┌──

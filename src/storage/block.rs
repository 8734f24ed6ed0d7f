//! Blocks and block groups.
//!
//! The heap is carved into blocks of `BYTES_IN_BLOCK` bytes, aligned to their size. A block
//! group is a run of contiguous blocks allocated together; its descriptor sits at the start of
//! the first block, so the descriptor of any heap address is found by masking the address.

use crate::util::constants::*;
use crate::util::{Address, ObjectReference};
use std::fmt;
use std::ops::BitOr;
use std::sync::atomic::{AtomicUsize, Ordering};

/// Block flags.
#[derive(Copy, Clone, PartialEq, Eq, Default)]
pub struct BlockFlags(usize);

impl BlockFlags {
    pub const NONE: BlockFlags = BlockFlags(0);
    /// To-space block, or a large object already claimed in this cycle.
    pub const EVACUATED: BlockFlags = BlockFlags(1);
    /// The group holds a single large object that is never copied.
    pub const LARGE: BlockFlags = BlockFlags(1 << 1);
    /// Statically allocated closures.
    pub const STATIC: BlockFlags = BlockFlags(1 << 2);

    pub const fn contains(self, other: BlockFlags) -> bool {
        self.0 & other.0 == other.0
    }

    pub const fn intersects(self, other: BlockFlags) -> bool {
        self.0 & other.0 != 0
    }

    pub const fn bits(self) -> usize {
        self.0
    }
}

impl BitOr for BlockFlags {
    type Output = BlockFlags;
    fn bitor(self, rhs: BlockFlags) -> BlockFlags {
        BlockFlags(self.0 | rhs.0)
    }
}

impl fmt::Debug for BlockFlags {
    fn fmt(&self, f: &mut fmt::Formatter) -> fmt::Result {
        let mut names = vec![];
        if self.contains(Self::EVACUATED) {
            names.push("EVACUATED");
        }
        if self.contains(Self::LARGE) {
            names.push("LARGE");
        }
        if self.contains(Self::STATIC) {
            names.push("STATIC");
        }
        write!(f, "BlockFlags({})", names.join("|"))
    }
}

/// The descriptor at the start of every block group.
#[repr(C)]
struct BlockDescriptor {
    /// Bump pointer: the first unallocated address.
    free: AtomicUsize,
    /// Scan pointer: objects below it have been scavenged in this cycle.
    scan: AtomicUsize,
    gen_no: AtomicUsize,
    /// The generation survivors of this block are copied into.
    dest_no: AtomicUsize,
    flags: AtomicUsize,
    blocks: usize,
}

static_assertions::const_assert!(std::mem::size_of::<BlockDescriptor>() <= BLOCK_DESCRIPTOR_BYTES);
static_assertions::const_assert!(BLOCK_DESCRIPTOR_BYTES % BYTES_IN_WORD == 0);

/// A block group, identified by the address of its first block.
#[repr(transparent)]
#[derive(Copy, Clone, PartialEq, Eq, Hash, PartialOrd, Ord)]
pub struct Block(Address);

impl Block {
    pub const LOG_BYTES: usize = LOG_BYTES_IN_BLOCK as usize;
    pub const BYTES: usize = BYTES_IN_BLOCK;

    /// The block a heap address lives in.
    pub fn of(addr: Address) -> Block {
        Block(addr.align_down(Self::BYTES))
    }

    /// The block group holding an object.
    pub fn containing(object: ObjectReference) -> Block {
        Self::of(object.to_raw_address())
    }

    pub fn from_aligned_address(addr: Address) -> Block {
        debug_assert!(addr.is_aligned_to(Self::BYTES));
        Block(addr)
    }

    /// Write a fresh descriptor at `start`.
    ///
    /// # Safety
    /// `start` must be the start of `blocks` writable, block-aligned blocks owned by the caller.
    pub(crate) unsafe fn init(start: Address, blocks: usize, gen_no: usize, dest_no: usize, flags: BlockFlags) -> Block {
        debug_assert!(start.is_aligned_to(Self::BYTES));
        let payload = start + BLOCK_DESCRIPTOR_BYTES;
        start.store(BlockDescriptor {
            free: AtomicUsize::new(payload.as_usize()),
            scan: AtomicUsize::new(payload.as_usize()),
            gen_no: AtomicUsize::new(gen_no),
            dest_no: AtomicUsize::new(dest_no),
            flags: AtomicUsize::new(flags.bits()),
            blocks,
        });
        Block(start)
    }

    fn descriptor(&self) -> &BlockDescriptor {
        unsafe { self.0.as_ref() }
    }

    pub fn start(&self) -> Address {
        self.0
    }

    /// First word available for objects.
    pub fn payload_start(&self) -> Address {
        self.0 + BLOCK_DESCRIPTOR_BYTES
    }

    pub fn end(&self) -> Address {
        self.0 + self.blocks() * Self::BYTES
    }

    /// Number of blocks in the group.
    pub fn blocks(&self) -> usize {
        self.descriptor().blocks
    }

    pub fn free(&self) -> Address {
        unsafe { Address::from_usize(self.descriptor().free.load(Ordering::Acquire)) }
    }

    pub fn set_free(&self, free: Address) {
        debug_assert!(free <= self.end());
        self.descriptor().free.store(free.as_usize(), Ordering::Release)
    }

    pub fn scan(&self) -> Address {
        unsafe { Address::from_usize(self.descriptor().scan.load(Ordering::Acquire)) }
    }

    pub fn set_scan(&self, scan: Address) {
        self.descriptor().scan.store(scan.as_usize(), Ordering::Release)
    }

    /// Words allocated in the group.
    pub fn used_words(&self) -> usize {
        self.free().words_from(self.payload_start())
    }

    pub fn gen_no(&self) -> usize {
        self.descriptor().gen_no.load(Ordering::Relaxed)
    }

    pub fn set_gen_no(&self, gen_no: usize) {
        self.descriptor().gen_no.store(gen_no, Ordering::Relaxed)
    }

    pub fn dest_no(&self) -> usize {
        self.descriptor().dest_no.load(Ordering::Relaxed)
    }

    pub fn set_dest_no(&self, dest_no: usize) {
        self.descriptor().dest_no.store(dest_no, Ordering::Relaxed)
    }

    pub fn flags(&self) -> BlockFlags {
        BlockFlags(self.descriptor().flags.load(Ordering::Acquire))
    }

    pub fn has_flag(&self, flag: BlockFlags) -> bool {
        self.flags().contains(flag)
    }

    /// Set a flag atomically. Returns true if it was already set, i.e. if another thread won.
    pub fn set_flag(&self, flag: BlockFlags) -> bool {
        let old = self.descriptor().flags.fetch_or(flag.bits(), Ordering::AcqRel);
        BlockFlags(old).contains(flag)
    }

    pub fn clear_flag(&self, flag: BlockFlags) {
        self.descriptor().flags.fetch_and(!flag.bits(), Ordering::AcqRel);
    }

    /// Bump-allocate `words` words. Only the owner of the block may allocate in it.
    pub fn alloc(&self, words: usize) -> Option<Address> {
        let result = self.free();
        let new_free = result.word(words);
        if new_free > self.end() {
            return None;
        }
        self.set_free(new_free);
        Some(result)
    }

    /// Is every allocated object scanned?
    pub fn is_scanned(&self) -> bool {
        self.scan() == self.free()
    }
}

impl fmt::Debug for Block {
    fn fmt(&self, f: &mut fmt::Formatter) -> fmt::Result {
        write!(f, "Block({})", self.0)
    }
}

#[cfg(test)]
mod tests {
    use super::*;
    use crate::storage::block_allocator::BlockAllocator;

    #[test]
    fn descriptor_lookup_by_masking() {
        let allocator = BlockAllocator::new();
        let block = allocator.alloc_group(2, 1, 1, BlockFlags::LARGE);
        let inner = block.payload_start() + Block::BYTES + 24;
        assert_eq!(Block::of(block.payload_start()), block);
        assert_eq!(block.blocks(), 2);
        assert_eq!(block.end(), block.start() + 2 * Block::BYTES);
        // Addresses past the first block resolve to the second block, which has no descriptor.
        assert_ne!(Block::of(inner), block);
        allocator.free_group(block);
    }

    #[test]
    fn bump_allocation() {
        let allocator = BlockAllocator::new();
        let block = allocator.alloc_group(1, 0, 1, BlockFlags::NONE);
        let a = block.alloc(4).unwrap();
        let b = block.alloc(2).unwrap();
        assert_eq!(a, block.payload_start());
        assert_eq!(b, a.word(4));
        assert_eq!(block.used_words(), 6);
        assert!(block.alloc(BLOCK_PAYLOAD_WORDS).is_none());
        assert!(!block.is_scanned());
        allocator.free_group(block);
    }

    #[test]
    fn flag_claims() {
        let allocator = BlockAllocator::new();
        let block = allocator.alloc_group(1, 0, 1, BlockFlags::LARGE);
        assert!(!block.set_flag(BlockFlags::EVACUATED));
        assert!(block.set_flag(BlockFlags::EVACUATED));
        assert!(block.flags().contains(BlockFlags::LARGE | BlockFlags::EVACUATED));
        block.clear_flag(BlockFlags::EVACUATED);
        assert_eq!(block.flags(), BlockFlags::LARGE);
        allocator.free_group(block);
    }
}
//! Sequential and parallel scavenging share one body of code, specialised at compile time by a
//! [`ScavengeMode`]. The modes differ only where workers could race: claiming an object for
//! copying, claiming a static closure, and where full to-space blocks are queued.

use crate::util::Address;
use std::sync::atomic::{AtomicUsize, Ordering};

pub trait ScavengeMode: 'static {
    /// Several workers share the heap.
    const PARALLEL: bool;

    /// Replace the word at `addr` with `new` if it holds `expected`. Returns true if this call
    /// made the change.
    fn claim_word(addr: Address, expected: usize, new: usize) -> bool;
}

/// A single GC thread.
pub struct Sequential;

impl ScavengeMode for Sequential {
    const PARALLEL: bool = false;

    fn claim_word(addr: Address, expected: usize, new: usize) -> bool {
        unsafe {
            if addr.load::<usize>() != expected {
                return false;
            }
            addr.store::<usize>(new);
        }
        true
    }
}

/// One of several GC threads.
pub struct Parallel;

impl ScavengeMode for Parallel {
    const PARALLEL: bool = true;

    fn claim_word(addr: Address, expected: usize, new: usize) -> bool {
        unsafe {
            addr.compare_exchange::<AtomicUsize>(expected, new, Ordering::AcqRel, Ordering::Relaxed)
                .is_ok()
        }
    }
}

└──

| Task brief |
The answer should be the first line of the material and every line after it through the line containing "claimed in this cycle.", exactly as written, and nothing else.

| Solution for this task |
filename src/storage/block.rs
repository 8734f24ed6ed0d7f
//! Blocks and block groups.
//!
//! The heap is carved into blocks of `BYTES_IN_BLOCK` bytes, aligned to their size. A block
//! group is a run of contiguous blocks allocated together; its descriptor sits at the start of
//! the first block, so the descriptor of any heap address is found by masking the address.

use crate::util::constants::*;
use crate::util::{Address, ObjectReference};
use std::fmt;
use std::ops::BitOr;
use std::sync::atomic::{AtomicUsize, Ordering};

/// Block flags.
#[derive(Copy, Clone, PartialEq, Eq, Default)]
pub struct BlockFlags(usize);

impl BlockFlags {
    pub const NONE: BlockFlags = BlockFlags(0);
    /// To-space block, or a large object already claimed in this cycle.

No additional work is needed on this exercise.